* Activity *
Which lines in the records below contain the word "SimTime"? Return each of them.

### Data for review

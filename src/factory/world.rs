//! 工厂世界实现
//!
//! 持有一次运行的全部共享状态：计划、资源池、活动日志、进程表、使用记录与调度器。
//! 所有修改都发生在某个事件的执行过程中，事件之间天然串行。

use std::collections::HashMap;

use tracing::{debug, error, info, trace, warn};

use super::constraint::FailureCode;
use super::engine::{AcquireMode, RunConfig};
use super::id::{ActivityKey, ProcessId};
use super::log::ActivityLog;
use super::pool::{ResourceInstance, ResourcePool};
use super::process::{ActivityProcess, ProcessState, ResumeProcess};
use super::stats::{Rejection, Stats};
use super::usage::UsageRecord;
use crate::error::SimError;
use crate::operator::{ActivityRequest, Operator};
use crate::plan::ProductionPlan;
use crate::sim::{SimTime, Simulator, World};
use crate::viz::{VizEvent, VizEventKind, VizLogger, VizProductInfo, VizResourceInfo};
use std::any::Any;

pub struct FactoryWorld {
    plan: ProductionPlan,
    config: RunConfig,
    operator: Box<dyn Operator>,
    pub(crate) pool: ResourcePool,
    pub(crate) log: ActivityLog,
    pub(crate) stats: Stats,
    pub(crate) viz: Option<VizLogger>,
    // 进程在执行期间被暂时取出，槽位为 None
    processes: Vec<Option<ActivityProcess>>,
    usage: Vec<UsageRecord>,
    usage_index: HashMap<ActivityKey, usize>,
    rejections: Vec<Rejection>,
    fatal: Option<SimError>,
    dispatch_finished: Option<SimTime>,
    idle_ticks: u32,
}

impl FactoryWorld {
    pub fn new(plan: ProductionPlan, operator: Box<dyn Operator>, config: RunConfig) -> Self {
        let pool = ResourcePool::new(plan.capacity());
        let usage: Vec<UsageRecord> = plan.activity_keys().map(UsageRecord::sentinel).collect();
        let usage_index = usage
            .iter()
            .enumerate()
            .map(|(i, r)| (r.key, i))
            .collect();
        let viz = config.record_viz.then(|| meta_logger(&plan));
        let stats = Stats {
            peak_in_use: vec![0; plan.resource_groups()],
            ..Stats::default()
        };
        info!(
            resource_groups = pool.groups(),
            planned_activities = usage.len(),
            "🏭 工厂世界已初始化"
        );
        Self {
            plan,
            config,
            operator,
            pool,
            log: ActivityLog::default(),
            stats,
            viz,
            processes: Vec::new(),
            usage,
            usage_index,
            rejections: Vec::new(),
            fatal: None,
            dispatch_finished: None,
            idle_ticks: 0,
        }
    }

    pub fn plan(&self) -> &ProductionPlan {
        &self.plan
    }

    pub fn config(&self) -> &RunConfig {
        &self.config
    }

    pub fn pool(&self) -> &ResourcePool {
        &self.pool
    }

    pub fn log(&self) -> &ActivityLog {
        &self.log
    }

    pub fn stats(&self) -> &Stats {
        &self.stats
    }

    pub fn usage(&self) -> &[UsageRecord] {
        &self.usage
    }

    pub fn rejections(&self) -> &[Rejection] {
        &self.rejections
    }

    /// 调度器宣告结束派发的时间
    pub fn dispatch_finished(&self) -> Option<SimTime> {
        self.dispatch_finished
    }

    pub fn process_count(&self) -> usize {
        self.processes.len()
    }

    pub fn process_state(&self, pid: ProcessId) -> Option<ProcessState> {
        self.processes.get(pid.0)?.as_ref().map(|p| p.state())
    }

    /// 仍在获取资源或加工中的进程数
    pub fn in_flight(&self) -> usize {
        self.processes
            .iter()
            .flatten()
            .filter(|p| !p.state().is_terminal())
            .count()
    }

    pub fn viz(&self) -> Option<&VizLogger> {
        self.viz.as_ref()
    }

    pub(crate) fn take_viz(&mut self) -> Option<VizLogger> {
        self.viz.take()
    }

    pub(crate) fn take_fatal(&mut self) -> Option<SimError> {
        self.fatal.take()
    }

    pub(crate) fn fail(&mut self, err: SimError, sim: &mut Simulator) {
        error!(%err, "致命错误，终止仿真");
        self.fatal = Some(err);
        sim.halt();
    }

    pub(crate) fn next_decision(&mut self, now: SimTime) -> crate::operator::Dispatch {
        self.operator.send_next_activity(now)
    }

    pub(crate) fn finish_dispatch(&mut self, now: SimTime) {
        self.dispatch_finished = Some(now);
    }

    pub(crate) fn note_idle_tick(&mut self) -> u32 {
        self.idle_ticks += 1;
        self.idle_ticks
    }

    pub(crate) fn reset_idle_ticks(&mut self) {
        self.idle_ticks = 0;
    }

    /// 创建活动进程并在当前时间调度其第一次执行（延迟获取模式下为紧急事件）。
    /// 计划外或需求向量长度不符的派发是致命错误。
    pub(crate) fn spawn(
        &mut self,
        request: ActivityRequest,
        sim: &mut Simulator,
    ) -> Result<ProcessId, SimError> {
        let key = request.key;
        let Some(activity) = self.plan.activity(key) else {
            return Err(SimError::UnknownDispatch {
                product: key.product.0,
                activity: key.activity.0,
            });
        };
        if request.needs.len() != self.plan.resource_groups() {
            return Err(SimError::DispatchNeeds {
                product: key.product.0,
                activity: key.activity.0,
                expected: self.plan.resource_groups(),
                found: request.needs.len(),
            });
        }
        let pid = ProcessId(self.processes.len());
        let now = sim.now();
        let duration = request.duration;
        self.processes.push(Some(ActivityProcess::new(
            pid,
            request,
            activity.clone(),
            now,
        )));
        self.stats.dispatched += 1;
        self.viz_push(now, key, VizEventKind::Dispatch {
            pid: pid.0,
            duration: duration.0,
        });
        debug!(pid = pid.0, %key, ?duration, "📥 活动已派发");
        match self.config.acquire_mode {
            AcquireMode::Atomic => sim.schedule_now(ResumeProcess { pid }),
            // 新进程的第一步先于该时刻已排队的普通事件
            AcquireMode::Deferred => sim.schedule_urgent(ResumeProcess { pid }),
        }
        Ok(pid)
    }

    pub(crate) fn resume(&mut self, pid: ProcessId, sim: &mut Simulator) {
        // 暂时把进程取出来，避免 &mut self 与 &mut process 的重叠借用。
        let Some(mut process) = self.processes.get_mut(pid.0).and_then(Option::take) else {
            warn!(pid = pid.0, "恢复不存在的进程，忽略");
            return;
        };
        process.resume(sim, self);
        self.processes[pid.0] = Some(process);
    }

    pub(crate) fn reject(&mut self, key: ActivityKey, now: SimTime, code: FailureCode) {
        info!(%key, ?now, %code, "⛔ 活动被拒绝");
        self.operator
            .signal_failed_activity(key.product, key.activity, now, code);
        self.stats.count_clash(code);
        self.rejections.push(Rejection { key, at: now, code });
        self.viz_push(now, key, VizEventKind::Reject {
            code: code.to_string(),
        });
    }

    pub(crate) fn release(&mut self, inst: ResourceInstance, key: ActivityKey, sim: &mut Simulator) {
        let now = sim.now();
        self.viz_push(now, key, VizEventKind::Release {
            group: inst.group,
            resource_id: inst.id,
        });
        let Some((waiter, inst)) = self.pool.release(inst) else {
            return;
        };
        let Some(process) = self.processes.get_mut(waiter.0).and_then(Option::as_mut) else {
            warn!(pid = waiter.0, "等待进程不存在，实例无法交付");
            return;
        };
        process.grant(inst);
        let waiter_key = process.key();
        self.viz_push(now, waiter_key, VizEventKind::Acquire {
            group: inst.group,
            resource_id: inst.id,
        });
        trace!(pid = waiter.0, ?inst, "唤醒等待进程");
        sim.schedule_now(ResumeProcess { pid: waiter });
    }

    /// 用完整记录覆盖占位记录
    pub(crate) fn complete(&mut self, record: UsageRecord) {
        self.stats.completed += 1;
        match self.usage_index.get(&record.key) {
            Some(&i) => self.usage[i] = record,
            None => warn!(key = %record.key, "使用记录不在计划中"),
        }
    }

    pub(crate) fn viz_push(&mut self, t: SimTime, key: ActivityKey, kind: VizEventKind) {
        if let Some(v) = self.viz.as_mut() {
            v.push(VizEvent {
                t: t.0,
                product: Some(key.product.0),
                activity: Some(key.activity.0),
                kind,
            });
        }
    }
}

fn meta_logger(plan: &ProductionPlan) -> VizLogger {
    let resources = plan
        .resource_names()
        .iter()
        .zip(plan.capacity())
        .enumerate()
        .map(|(group, (name, &capacity))| VizResourceInfo {
            group,
            name: name.clone(),
            capacity,
        })
        .collect();
    let products = plan
        .products()
        .iter()
        .map(|p| VizProductInfo {
            index: p.index.0,
            product_id: p.product_id,
            name: p.name.clone(),
            deadline: p.deadline.0,
        })
        .collect();
    let mut v = VizLogger::default();
    v.push(VizEvent {
        t: 0,
        product: None,
        activity: None,
        kind: VizEventKind::Meta {
            resources,
            products,
        },
    });
    v
}

impl World for FactoryWorld {
    fn as_any_mut(&mut self) -> &mut dyn Any {
        self
    }

    fn on_tick(&mut self, _sim: &mut Simulator) {
        for (group, peak) in self.stats.peak_in_use.iter_mut().enumerate() {
            let in_use = self.pool.in_use(group);
            debug_assert_eq!(
                in_use + self.pool.available(group),
                self.pool.capacity(group),
                "capacity invariant broken for group {group}"
            );
            *peak = (*peak).max(in_use);
        }
    }
}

######

* Answer space *
use crate::sim::{SimTime, Simulator, World};
    dispatch_finished: Option<SimTime>,
    pub fn dispatch_finished(&self) -> Option<SimTime> {
    pub(crate) fn next_decision(&mut self, now: SimTime) -> crate::operator::Dispatch {
    pub(crate) fn finish_dispatch(&mut self, now: SimTime) {
    pub(crate) fn reject(&mut self, key: ActivityKey, now: SimTime, code: FailureCode) {
    pub(crate) fn viz_push(&mut self, t: SimTime, key: ActivityKey, kind: VizEventKind) {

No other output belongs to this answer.